Prasta sangat konsen terhadap kasus ini. Bahkan, dia bertekad mengawal penanganan perkara upal tersebut hingga proses pengadilan. Bila secara hukum nantinya diputuskan bersalah, institusi kepolisian akan mengeluarkan surat pemberhentian tidak dengan hormat terhadap tersangka.

Kapolda telah berkoordinasi dengan Direktur Serse Kriminal Umum (Direskrimum) Polda DIJ untuk memproses tersangka sesuai hukum yang berlaku. Tanpa tebang pilih. Akan ada pasal pemberatan yang akan ditetapkan. “Ini sudah tindak pidana, saya nggak akan melindungi,” tandasnya.

Sebagaimana diketahui, sebelumnya anggota Reskrim Polres Gunungkidul menangkap tersangka saat membelanjakan upal di sebuah warung di wilayah Saptosari. Dari penggeledahan di mobil tersangka ditemukan upal sebesar Rp 17 juta pecahan seratus ribu.

Polisi lantas melanjutkan peyelidikan dengan menggeledah rumah tersangka di Seyegan, Sleman. Dari situ polisi menemukan upal lagi senilai Rp 54 juta. Total upal yang diamankan polisi sebagai barang bukti sejumlah Rp 71 juta.

Direktur Reskrimum Kombes Pol Frans Tjahyono mengatakan, saat ini Sat Reskrim Polres Gunungkidul masih memperdalam proses penyidikan guna menguatkan bukti-bukti perkara yang menjerat Kompol Maryadi.

Frans menegaskan, pihaknya akan mem-back up sepenuhnya seluruh proses hukum yang sedang berjalan. “Hal-hal terkait pengembangan kasus masih terus didalami,” jelasnya.

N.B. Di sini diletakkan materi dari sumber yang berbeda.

use std::sync::Arc;
use std::time::Duration;

use async_trait::async_trait;
use chrono::Utc;
use hmac::{Hmac, Mac};
use rand::rngs::OsRng;
use rand::RngCore;
use sha2::Sha256;
use tracing::{debug, warn};

use crate::core::error::{SignError, StorageError};
use crate::core::redact::redact_signed_url;
use crate::core::security::{SIGNED_URL_NONCE_BYTES, SIGNED_URL_TTL_SECS};
use crate::observability::metrics as obs_metrics;

use super::StorageReference;

type HmacSha256 = Hmac<Sha256>;

/// Validity window of every issued retrieval URL.
pub const SIGNED_URL_TTL: Duration = Duration::from_secs(SIGNED_URL_TTL_SECS);

// ---------------------------------------------------------------------------
// UrlSigner trait
// ---------------------------------------------------------------------------

/// Produces a time-limited retrieval URL for one object.
///
/// Implementations are pure functions of (bucket, key, ttl, clock,
/// credentials) and safe to call concurrently.
#[async_trait]
pub trait UrlSigner: Send + Sync {
    fn backend(&self) -> &'static str;

    async fn sign(&self, bucket: &str, key: &str, ttl: Duration) -> Result<String, SignError>;
}

// ---------------------------------------------------------------------------
// Signed URL issuer
// ---------------------------------------------------------------------------

/// Turns a persisted `"bucket,key"` reference into a fresh signed URL.
///
/// Called on every read; nothing is cached between requests.
#[derive(Clone)]
pub struct SignedUrlIssuer {
    signer: Arc<dyn UrlSigner>,
    ttl: Duration,
}

impl SignedUrlIssuer {
    pub fn new(signer: Arc<dyn UrlSigner>) -> Self {
        Self {
            signer,
            ttl: SIGNED_URL_TTL,
        }
    }

    pub fn ttl(&self) -> Duration {
        self.ttl
    }

    pub async fn issue(&self, encoded: &str) -> Result<String, SignError> {
        let reference: StorageReference = encoded.parse().map_err(|e| {
            obs_metrics::inc_signed_url_error("malformed_reference");
            warn!(error = %e, "stored video reference is malformed");
            SignError::Reference(e)
        })?;

        let url = self
            .signer
            .sign(reference.bucket(), reference.key(), self.ttl)
            .await
            .inspect_err(|_| obs_metrics::inc_signed_url_error("presign"))?;

        obs_metrics::inc_signed_url_issued(self.signer.backend());
        debug!(url = %redact_signed_url(&url), "signed URL issued");
        Ok(url)
    }
}

// ---------------------------------------------------------------------------
// HMAC signer (in-memory backend)
// ---------------------------------------------------------------------------

/// Outcome of checking a signed `/assets` request.
#[derive(Debug, Clone, Copy, PartialEq, Eq)]
pub enum Verification {
    Valid,
    Expired,
    Invalid,
}

/// HMAC-SHA256 URL signer for the in-memory backend.
///
/// URL shape: `<base>/assets/<bucket>/<key>?expires=<unix>&nonce=<hex>&signature=<hex>`.
/// A fresh random nonce per call makes every URL distinct even within the
/// same second.
pub struct HmacUrlSigner {
    keyed: HmacSha256,
    base_url: String,
}

impl HmacUrlSigner {
    pub fn new(secret: &[u8], base_url: &str) -> Result<Self, StorageError> {
        let keyed = HmacSha256::new_from_slice(secret).map_err(|e| StorageError::Config {
            reason: format!("invalid signing secret: {}", e),
        })?;
        Ok(Self {
            keyed,
            base_url: base_url.trim_end_matches('/').to_string(),
        })
    }

    fn mac(&self, bucket: &str, key: &str, expires: i64, nonce: &str) -> HmacSha256 {
        let mut mac = self.keyed.clone();
        mac.update(bucket.as_bytes());
        mac.update(b"\n");
        mac.update(key.as_bytes());
        mac.update(b"\n");
        mac.update(expires.to_string().as_bytes());
        mac.update(b"\n");
        mac.update(nonce.as_bytes());
        mac
    }

    /// Sign for an explicit expiry timestamp.
    pub fn sign_until(&self, bucket: &str, key: &str, expires: i64) -> String {
        let mut nonce = [0u8; SIGNED_URL_NONCE_BYTES];
        OsRng.fill_bytes(&mut nonce);
        let nonce = hex::encode(nonce);
        let signature = hex::encode(self.mac(bucket, key, expires, &nonce).finalize().into_bytes());
        format!(
            "{}/assets/{}/{}?expires={}&nonce={}&signature={}",
            self.base_url, bucket, key, expires, nonce, signature
        )
    }

    /// Check a signature in constant time, then the expiry against `now`.
    pub fn verify(
        &self,
        bucket: &str,
        key: &str,
        expires: i64,
        nonce: &str,
        signature: &str,
        now: i64,
    ) -> Verification {
        let Ok(tag) = hex::decode(signature) else {
            return Verification::Invalid;
        };
        if self
            .mac(bucket, key, expires, nonce)
            .verify_slice(&tag)
            .is_err()
        {
            return Verification::Invalid;
        }
        if now > expires {
            return Verification::Expired;
        }
        Verification::Valid
    }
}

#[async_trait]
impl UrlSigner for HmacUrlSigner {
    fn backend(&self) -> &'static str {
        "hmac"
    }

    async fn sign(&self, bucket: &str, key: &str, ttl: Duration) -> Result<String, SignError> {
        let expires = Utc::now().timestamp() + ttl.as_secs() as i64;
        Ok(self.sign_until(bucket, key, expires))
    }
}
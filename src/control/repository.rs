use async_trait::async_trait;
use chrono::Utc;
use dashmap::DashMap;
use tracing::{debug, info};

use crate::core::error::RepositoryError;
use crate::core::types::{UserId, Video, VideoId};

// ---------------------------------------------------------------------------
// VideoRepository trait
// ---------------------------------------------------------------------------

/// Metadata store for video records.
#[async_trait]
pub trait VideoRepository: Send + Sync {
    async fn get_video(&self, id: VideoId) -> Result<Video, RepositoryError>;

    async fn create_video(&self, video: Video) -> Result<Video, RepositoryError>;

    /// All records owned by `user_id`, newest first.
    async fn list_videos(&self, user_id: UserId) -> Result<Vec<Video>, RepositoryError>;

    /// Replace a stored record. Bumps `updated_at`.
    async fn update_video(&self, video: &Video) -> Result<Video, RepositoryError>;
}

// ---------------------------------------------------------------------------
// In-memory repository
// ---------------------------------------------------------------------------

/// In-process video record store backed by `DashMap` for lock-free
/// concurrent access.
///
/// Updates are whole-record replacements with no version check, so two
/// uploads racing on the same record resolve as last writer wins.
#[derive(Default)]
pub struct InMemoryVideoRepository {
    videos: DashMap<VideoId, Video>,
}

impl InMemoryVideoRepository {
    pub fn new() -> Self {
        Self {
            videos: DashMap::new(),
        }
    }
}

#[async_trait]
impl VideoRepository for InMemoryVideoRepository {
    async fn get_video(&self, id: VideoId) -> Result<Video, RepositoryError> {
        self.videos
            .get(&id)
            .map(|entry| entry.value().clone())
            .ok_or(RepositoryError::NotFound { video_id: id })
    }

    async fn create_video(&self, video: Video) -> Result<Video, RepositoryError> {
        if self.videos.contains_key(&video.id) {
            return Err(RepositoryError::Backend {
                reason: format!("video {} already exists", video.id),
            });
        }
        self.videos.insert(video.id, video.clone());
        info!(video_id = %video.id, user_id = %video.user_id, "video record created");
        Ok(video)
    }

    async fn list_videos(&self, user_id: UserId) -> Result<Vec<Video>, RepositoryError> {
        let mut videos: Vec<Video> = self
            .videos
            .iter()
            .filter(|entry| entry.value().user_id == user_id)
            .map(|entry| entry.value().clone())
            .collect();
        videos.sort_by(|a, b| b.created_at.cmp(&a.created_at));
        Ok(videos)
    }

    async fn update_video(&self, video: &Video) -> Result<Video, RepositoryError> {
        let mut entry = self
            .videos
            .get_mut(&video.id)
            .ok_or(RepositoryError::NotFound { video_id: video.id })?;

        let mut updated = video.clone();
        updated.updated_at = Utc::now();
        *entry = updated.clone();
        drop(entry);

        debug!(video_id = %video.id, "video record updated");
        Ok(updated)
    }
}

#[cfg(test)]
mod tests {
    use super::*;

    fn draft(user_id: UserId, title: &str) -> Video {
        Video::new(user_id, title.to_string(), None)
    }

    #[tokio::test]
    async fn test_create_then_get() {
        let repo = InMemoryVideoRepository::new();
        let video = repo.create_video(draft(UserId::new(), "a")).await.unwrap();
        assert_eq!(repo.get_video(video.id).await.unwrap(), video);
    }

    #[tokio::test]
    async fn test_get_unknown() {
        let repo = InMemoryVideoRepository::new();
        assert!(matches!(
            repo.get_video(VideoId::new()).await,
            Err(RepositoryError::NotFound { .. })
        ));
    }

    #[tokio::test]
    async fn test_duplicate_create_rejected() {
        let repo = InMemoryVideoRepository::new();
        let video = draft(UserId::new(), "a");
        repo.create_video(video.clone()).await.unwrap();
        assert!(repo.create_video(video).await.is_err());
    }

    #[tokio::test]
    async fn test_list_filters_by_owner() {
        let repo = InMemoryVideoRepository::new();
        let alice = UserId::new();
        let bob = UserId::new();
        repo.create_video(draft(alice, "one")).await.unwrap();
        repo.create_video(draft(alice, "two")).await.unwrap();
        repo.create_video(draft(bob, "three")).await.unwrap();

        let listed = repo.list_videos(alice).await.unwrap();
        assert_eq!(listed.len(), 2);
        assert!(listed.iter().all(|v| v.user_id == alice));
        assert!(listed[0].created_at >= listed[1].created_at);
    }

    #[tokio::test]
    async fn test_update_bumps_timestamp() {
        let repo = InMemoryVideoRepository::new();
        let mut video = repo.create_video(draft(UserId::new(), "a")).await.unwrap();
        video.video_url = Some("media,landscape/x.mp4".to_string());

        let updated = repo.update_video(&video).await.unwrap();
        assert!(updated.updated_at >= video.updated_at);
        assert_eq!(
            repo.get_video(video.id).await.unwrap().video_url.as_deref(),
            Some("media,landscape/x.mp4")
        );
    }

    #[tokio::test]
    async fn test_update_unknown() {
        let repo = InMemoryVideoRepository::new();
        let video = draft(UserId::new(), "ghost");
        assert!(matches!(
            repo.update_video(&video).await,
            Err(RepositoryError::NotFound { .. })
        ));
    }
}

Disinggung mengenai jaringan peredaran upal oleh tersangka, Frans mengaku hal itu termasuk bagian yang sedang didalami. Saat ini jajarannya baru mengungkap fakta bukti permulaan yang cukup, berupa upal dari tangan tersangka. “Penyidik masih bekerja untuk mengetahui asal muasal keberadaan upal tersebut,” katanya.(bhn/yog/ong)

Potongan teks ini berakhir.